Apprenant que ses agressions étaient devenues de plus en plus monstrueuses, j’ai parlé, écrit, pleuré, crié afin qu’il soit mis hors d’état de nuire, afin qu’il ne prétende plus apporter la Vie pour mieux saccager sa jeune et frêle émergence. Aujourd’hui, trente-trois ans plus tard, il est toujours aumônier des jeunes filles faisant leur entrée dans les communautés toutes nouvelles de par le monde, que sont Maria Stella Matutina et Verbum Spei. Mais peu importe, ce qui seul compte pour l’Eglise sont les fruits: il convertit les jeunes et remplit l’église.

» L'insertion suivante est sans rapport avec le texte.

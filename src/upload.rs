//! Image upload capability and the cover-image step of the form

use async_trait::async_trait;
use reqwest::Client;
use tracing::{debug, error};
use trip_planner_upload::{CloudinaryClient, ImageFile, UploadedImage, WidgetOptions};

use crate::config::PlannerConfig;
use crate::error::{PlannerError, Result};
use crate::notify::Outcome;

/// Uploads a local image and returns where it is hosted.
#[async_trait]
pub trait ImageUploader: Send + Sync {
    async fn upload(&self, file: ImageFile) -> Result<UploadedImage>;
}

/// [`ImageUploader`] over the hosted image service
pub struct CloudinaryUploader {
    client: CloudinaryClient,
}

impl CloudinaryUploader {
    pub fn new(client: CloudinaryClient) -> Self {
        Self { client }
    }

    /// Builds the uploader from configuration; the cloud name is required.
    pub fn from_config(config: &PlannerConfig, http_client: Client) -> Result<Self> {
        let cloud_name = config
            .cloud_name
            .as_deref()
            .ok_or_else(|| PlannerError::config("CLOUDINARY_CLOUD_NAME is not set"))?;

        let mut client = CloudinaryClient::new(cloud_name, &config.upload_preset, http_client)
            .with_options(WidgetOptions::default());
        if let Some(base_url) = &config.upload_base_url {
            client = client.with_base_url(base_url);
        }
        Ok(Self::new(client))
    }

    pub fn client(&self) -> &CloudinaryClient {
        &self.client
    }
}

#[async_trait]
impl ImageUploader for CloudinaryUploader {
    async fn upload(&self, file: ImageFile) -> Result<UploadedImage> {
        Ok(self.client.upload(file).await?)
    }
}

/// Holds the uploaded cover image of a draft.
///
/// The hosted URL is both the preview and the value later attached as
/// `coverImage`. A failed upload leaves the previous image in place.
#[derive(Debug, Clone, Default)]
pub struct ImageUploadStep {
    hosted_url: Option<String>,
    uploading: bool,
}

impl ImageUploadStep {
    pub fn new() -> Self {
        Self::default()
    }

    pub fn preview(&self) -> Option<&str> {
        self.hosted_url.as_deref()
    }

    /// Set while `run` awaits the uploader; observable by callers that share the step behind a lock.
    pub fn is_uploading(&self) -> bool {
        self.uploading
    }

    /// Value stored as `coverImage`: the hosted URL, or "" without an image.
    pub fn cover_image(&self) -> String {
        self.hosted_url.clone().unwrap_or_default()
    }

    pub async fn run(&mut self, uploader: &dyn ImageUploader, file: ImageFile) -> Outcome {
        self.uploading = true;
        let result = uploader.upload(file).await;
        self.uploading = false;

        match result {
            Ok(image) => {
                debug!(public_id = %image.public_id, "cover image uploaded");
                self.hosted_url = Some(image.secure_url);
                Outcome::success("Image uploaded successfully")
            }
            Err(err) => {
                error!(error = %err, "cover image upload failed");
                Outcome::error(err.user_message())
            }
        }
    }

    pub fn clear(&mut self) {
        self.hosted_url = None;
    }
}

Que les fruits soient empoisonnés de l’intérieur, cela ne se voit pas. Les sépulcres sont blanchis, les sourires font illusion. L’Institution peut continuer de se croire puissante, proférer des sermons et rédiger de magnifiques encycliques; conduire le peuple dans l’hypnose collective de célébrations solennelles et user de Dieu pour le mettre à genoux. Je ne veux plus être complice de cette usurpation, de cette mascarade. J’ai compris que je criais dans le désert, et suis allée rejoindre les lieux de Vie où la Source jaillit de nos seins, dans la qualité de présence de personnes qui se rencontrent au cœur du réel de leurs existences.

Si Dieu n’est pas là, où serait-il?

Adieu François,

Sophie Ducrey

Sophie Ducrey est l’autrice du livre Etouffée. Récit d’un abus spirituel et sexuel (Tallandier, 2019).